| Data for analysis |
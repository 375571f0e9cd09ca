//! Data structures shared by every stage of the notices pipeline.
//!
//! A [`Component`] is built once per run by either the registry fetcher or
//! the bundled scanner, collected into a [`ComponentSet`] that deduplicates
//! on identity and iterates in report order, then rendered by the writers.

mod component;
mod license;

pub use component::*;
pub use license::*;
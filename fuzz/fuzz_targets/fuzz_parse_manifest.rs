#![no_main]
use libfuzzer_sys::fuzz_target;
use notice_gen::collector::parse_manifest;

const MAX_WRAPPED_INPUT_LEN: usize = 10_000;

/// Fuzz the project manifest parser.
///
/// Also wraps the input in a `Project/ItemGroup` envelope so mutations
/// reach the `PackageReference` handling instead of failing at the root.
fuzz_target!(|data: &[u8]| {
    if let Ok(s) = std::str::from_utf8(data) {
        let _ = parse_manifest(s, "fuzz.csproj");

        if s.len() < MAX_WRAPPED_INPUT_LEN {
            let wrapped = format!("<Project><ItemGroup>{s}</ItemGroup></Project>");
            let _ = parse_manifest(&wrapped, "fuzz.csproj");
        }
    }
});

| Work required |
Please write out exactly the lines from the start of the data through the line that contains "pub use license::*;", both ends included, and nothing else.

| Answer box |
repository 375571f0e9cd09ca
//! Data structures shared by every stage of the notices pipeline.
//!
//! A [`Component`] is built once per run by either the registry fetcher or
//! the bundled scanner, collected into a [`ComponentSet`] that deduplicates
//! on identity and iterates in report order, then rendered by the writers.

mod component;
mod license;

pub use component::*;
pub use license::*;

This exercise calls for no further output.